Zooming in on Wide-area Latencies to a Global Cloud Provider
- Yuchen Jin ,
- Sundararajan R ,
- Ganesh Ananthanarayanan ,
- Junchen Jiang ,
- Venkat Padmanabhan ,
- Manuel Schroder ,
- Matt Calder ,
- Arvind Krishnamurthy
ACM SIGCOMM |
The network communications between the cloud and the client have become the weak link for global cloud services that aim to provide low latency services to their clients. In this paper, we first characterize WAN latency from the viewpoint of a large cloud provider Azure, whose network edges serve hundreds of billions of TCP connections a day across hundreds of locations worldwide. In particular, we focus on instances of latency degradation and design a tool, BlameIt, that enables cloud operators to localize the cause (i.e., faulty AS) of such degradation.

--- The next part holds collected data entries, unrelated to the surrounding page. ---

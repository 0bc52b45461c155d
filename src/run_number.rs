//! run_number.rs
//! Output-directory bootstrap and run-number bookkeeping. The run number
//! lives in a plaintext file; if it is missing or corrupt the highest
//! run number already present in the raw data directory is recovered
//! instead.

use std::fs;
use std::io;
use std::path::Path;

use regex::Regex;

use crate::settings::{DATA_DIR, LOGS_DIR, OUTPUT_DIR, RAW_DATA_DIR, SPECIES_DATA_DIR};

/// Creates the output tree if any part of it is absent.
pub fn create_output_dirs() -> io::Result<()> {
    for dir in [OUTPUT_DIR, LOGS_DIR, DATA_DIR, RAW_DATA_DIR, SPECIES_DATA_DIR] {
        fs::create_dir_all(dir)?;
    }
    Ok(())
}

/// Determines the run number for this invocation and writes it back to
/// `run_num_file` before returning it.
pub fn update_run_number(run_num_file: &Path, raw_dir: &Path) -> io::Result<String> {
    let next = match read_last_run(run_num_file) {
        Some(last) => last + 1,
        None => scan_raw_dir(raw_dir) + 1,
    };
    let run_number = next.to_string();
    fs::write(run_num_file, &run_number)?;
    Ok(run_number)
}

fn read_last_run(run_num_file: &Path) -> Option<u64> {
    let text = fs::read_to_string(run_num_file).ok()?;
    text.trim().parse().ok()
}

/// Highest run number present in the raw output files, 0 if none match.
fn scan_raw_dir(raw_dir: &Path) -> u64 {
    let pattern = match Regex::new(r"^rawHits_RN-(\d+)_FN-\d+\.txt$") {
        Ok(re) => re,
        Err(_) => return 0,
    };

    let entries = match fs::read_dir(raw_dir) {
        Ok(entries) => entries,
        Err(_) => return 0,
    };

    let mut max_num = 0u64;
    for entry in entries.flatten() {
        let name = entry.file_name();
        let Some(name) = name.to_str() else { continue };
        if let Some(captures) = pattern.captures(name) {
            if let Ok(num) = captures[1].parse::<u64>() {
                max_num = max_num.max(num);
            }
        }
    }
    max_num
}

#[cfg(test)]
mod tests {
    use super::*;

    #[test]
    fn increments_value_from_file() {
        let dir = tempfile::tempdir().unwrap();
        let run_file = dir.path().join("run_num.txt");
        fs::write(&run_file, "41\n").unwrap();

        let run = update_run_number(&run_file, dir.path()).unwrap();
        assert_eq!(run, "42");
        assert_eq!(fs::read_to_string(&run_file).unwrap(), "42");
    }

    #[test]
    fn recovers_from_raw_directory_when_file_is_corrupt() {
        let dir = tempfile::tempdir().unwrap();
        let run_file = dir.path().join("run_num.txt");
        fs::write(&run_file, "not a number").unwrap();

        fs::write(dir.path().join("rawHits_RN-3_FN-0.txt"), "").unwrap();
        fs::write(dir.path().join("rawHits_RN-17_FN-4.txt"), "").unwrap();
        fs::write(dir.path().join("rawHits_RN-9_FN-1.txt"), "").unwrap();
        // near misses that must not count
        fs::write(dir.path().join("speciesHits_RN-99_FN-0.txt"), "").unwrap();
        fs::write(dir.path().join("rawHits_RN-50_FN-.txt"), "").unwrap();

        let run = update_run_number(&run_file, dir.path()).unwrap();
        assert_eq!(run, "18");
    }

    #[test]
    fn defaults_to_one_with_no_file_and_empty_directory() {
        let dir = tempfile::tempdir().unwrap();
        let run_file = dir.path().join("run_num.txt");

        let run = update_run_number(&run_file, dir.path()).unwrap();
        assert_eq!(run, "1");
        assert_eq!(fs::read_to_string(&run_file).unwrap(), "1");
    }
}
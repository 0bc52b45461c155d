//! settings.rs
//! Process-wide constants: paths, device identity, buffering limits,
//! retry and power-cycle tuning. Read-only after startup.

// ---------------------------------------------------------------- misc

/// Software version string, written into every output file header.
pub const SOFTWARE_VERSION: &str = "v0";

// --------------------------------------------------------------- paths

pub const PATH_TO_RUN_NUM_FILE: &str = "core/run_num.txt";
pub const PATH_TO_CALIB: &str = "core/calib";
pub const PATH_TO_CHIP_CONFIG: &str = "core/chipconfig.bmc";
pub const POWER_CYCLE_SCRIPT: &str = "./core/pwrcycle.sh";

pub const OUTPUT_DIR: &str = "output";
pub const LOGS_DIR: &str = "output/logs";
pub const DATA_DIR: &str = "output/data";
pub const RAW_DATA_DIR: &str = "output/data/raw";
pub const SPECIES_DATA_DIR: &str = "output/data/species";

pub const RAW_FILE_STEM: &str = "rawHits";
pub const SPECIES_FILE_STEM: &str = "speciesHits";

// ------------------------------------------------------------- readout

/// IP address of the readout board.
pub const HP_ADDRESS: &str = "192.168.1.157";
/// Chip ID of the sensor we expect to find behind the readout.
pub const CHIP_ID: &str = "J2-W00054";

pub const CHIP_WIDTH: usize = 256;
pub const CHIP_HEIGHT: usize = 256;
pub const CHIP_AREA: usize = CHIP_WIDTH * CHIP_HEIGHT;

/// Connection attempts before giving up on one connect cycle.
pub const CNXT_ATTEMPTS: usize = 5;
/// Seconds between (non-power-cycling) connection attempts.
pub const SEC_BTW_CNXT_ATTEMPTS: u64 = 3;

/// Milliseconds without a hit that abort the readout session.
pub const HIT_TIMEOUT_MS: u64 = 60_000;

// --------------------------------------------------------- power cycle

/// GPIO pin driving the relay.
pub const POWER_CYCLE_PIN: u16 = 0;
/// Seconds to hold power off on the first cycle.
pub const POWER_CYCLE_SECONDS_MIN: u64 = 10;
/// Ceiling for the doubling power-cycle backoff.
pub const POWER_CYCLE_SECONDS_MAX: u64 = 160;

// ----------------------------------------------------------- buffering

/// Element count in the raw-write buffer above which the writer is woken.
pub const RAW_HIT_NOTIF_INC: usize = 1000;

/// Capacity of both raw-hit buffers. Must be at least as large as the
/// driver's internal pixel batch.
pub const MAX_BUFF_EL: usize = 65_536;

/// Soft limit on raw-hit file lines (~5 GB).
pub const MAX_RAW_FILE_LINES: u64 = 203_272_823;
/// Soft limit on species-hit file lines (~5 GB).
pub const MAX_SPECIES_FILE_LINES: u64 = 147_058_823;
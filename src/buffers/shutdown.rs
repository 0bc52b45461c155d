//! Cooperative worker shutdown: a stop flag raised on the channel the
//! worker sleeps on, a condvar broadcast to get it out of the wait, and
//! a join. Workers drain residual data after observing the flag.

use std::thread::JoinHandle;

/// Capability surface shared by every guarded channel. The shutdown
/// helper only needs to raise the stop flag and wake sleepers; workers
/// additionally poll `stop_requested` at their loop heads and inside
/// wait predicates.
pub trait StopGuard {
    fn request_stop(&self);
    fn notify_all(&self);
    fn stop_requested(&self) -> bool;
}

/// Stops and joins a worker that waits on `guard`.
///
/// The handle is taken out of the `Option`, so calling this twice (or on
/// a worker that never launched) is a no-op.
pub fn safe_finish(worker: &mut Option<JoinHandle<()>>, guard: &dyn StopGuard) {
    guard.request_stop();
    guard.notify_all();
    if let Some(handle) = worker.take() {
        let _ = handle.join();
    }
}

#[cfg(test)]
mod tests {
    use super::*;
    use crate::buffers::HitBuffer;
    use std::sync::Arc;
    use std::sync::atomic::{AtomicU64, Ordering};
    use std::thread;

    #[test]
    fn finishes_worker_blocked_on_condvar() {
        let buff: Arc<HitBuffer<u32>> = Arc::new(HitBuffer::new());
        let drained = Arc::new(AtomicU64::new(0));

        let worker = {
            let buff = buff.clone();
            let drained = drained.clone();
            thread::spawn(move || {
                let mut work = Vec::new();
                while !buff.stop_requested() {
                    let copied = {
                        let mut store = buff.lock();
                        if !buff.stop_requested() {
                            buff.wait(&mut store);
                        }
                        if store.is_empty() {
                            continue;
                        }
                        store.copy_clear(&mut work, 16)
                    };
                    drained.fetch_add(copied as u64, Ordering::Relaxed);
                }
                let copied = {
                    let mut store = buff.lock();
                    store.copy_clear(&mut work, 16)
                };
                drained.fetch_add(copied as u64, Ordering::Relaxed);
            })
        };

        {
            let mut store = buff.lock();
            store.add_elements(&[1, 2, 3]);
        }

        let mut handle = Some(worker);
        safe_finish(&mut handle, buff.as_ref());
        assert!(handle.is_none());
        // residual data was drained on the way out
        assert_eq!(drained.load(Ordering::Relaxed), 3);
        assert_eq!(buff.lock().len(), 0);
    }

    #[test]
    fn safe_finish_twice_is_noop() {
        let buff: Arc<HitBuffer<u32>> = Arc::new(HitBuffer::new());
        let worker = thread::spawn(|| {});
        let mut handle = Some(worker);
        safe_finish(&mut handle, buff.as_ref());
        safe_finish(&mut handle, buff.as_ref());
        assert!(handle.is_none());
    }
}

BlameIt uses passive diagnosis, using measurements of existing connections between clients and the cloud locations, to localize the cause to one of cloud, middle, or client segments. Then it invokes selective active probing (within a probing budget) to localize the cause more precisely. We validate BlameIt by comparing its automatic fault localization results with that arrived at by network engineers manually, and observe that BlameIt correctly localized the problem in all the 88 incidents. Further, BlameIt issues 72× fewer active probes than a solution relying on active probing alone, and is deployed in production at Azure.